**What you need to do**
From the line with "Self::new(self.code, message)" to the last line of the data below, repeat every line exactly and add nothing.

(Data records)

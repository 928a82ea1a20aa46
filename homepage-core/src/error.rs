use serde::{Deserialize, Serialize};

/// Tipo di errore esposto sul wire.
#[derive(Debug, Clone, Copy, PartialEq, Eq, Serialize, Deserialize)]
#[serde(rename_all = "snake_case")]
pub enum ErrorCode {
    /// Il database non ha risposto o ha rifiutato l'operazione.
    StorageError,
    /// Input malformato (es. id che non è un UUID, body non decodificabile).
    InvalidInput,
}

/// Errore condiviso tra server e client, finisce nel campo `error` degli envelope.
#[derive(Debug, Clone, PartialEq, Eq, Serialize, Deserialize)]
#[serde(rename_all = "camelCase")]
pub struct Error {
    pub code: ErrorCode,

    pub message: String,
}

impl Error {
    pub fn new(code: ErrorCode, message: impl Into<String>) -> Self {
        Self { code, message: message.into() }
    }

    /// Copia senza dettagli interni: resta solo il codice con un testo generico.
    pub fn redacted(&self) -> Self {
        let message = match self.code {
            ErrorCode::StorageError => "internal storage error",
            ErrorCode::InvalidInput => "invalid input",
        };
        Self::new(self.code, message)
    }
}

impl std::fmt::Display for Error {
    fn fmt(&self, f: &mut std::fmt::Formatter<'_>) -> std::fmt::Result {
        write!(f, "{:?}: {}", self.code, self.message)
    }
}

impl std::error::Error for Error {}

**Solved exercise**
        Self::new(self.code, message)
    }
}

impl std::fmt::Display for Error {
    fn fmt(&self, f: &mut std::fmt::Formatter<'_>) -> std::fmt::Result {
        write!(f, "{:?}: {}", self.code, self.message)
    }
}

impl std::error::Error for Error {}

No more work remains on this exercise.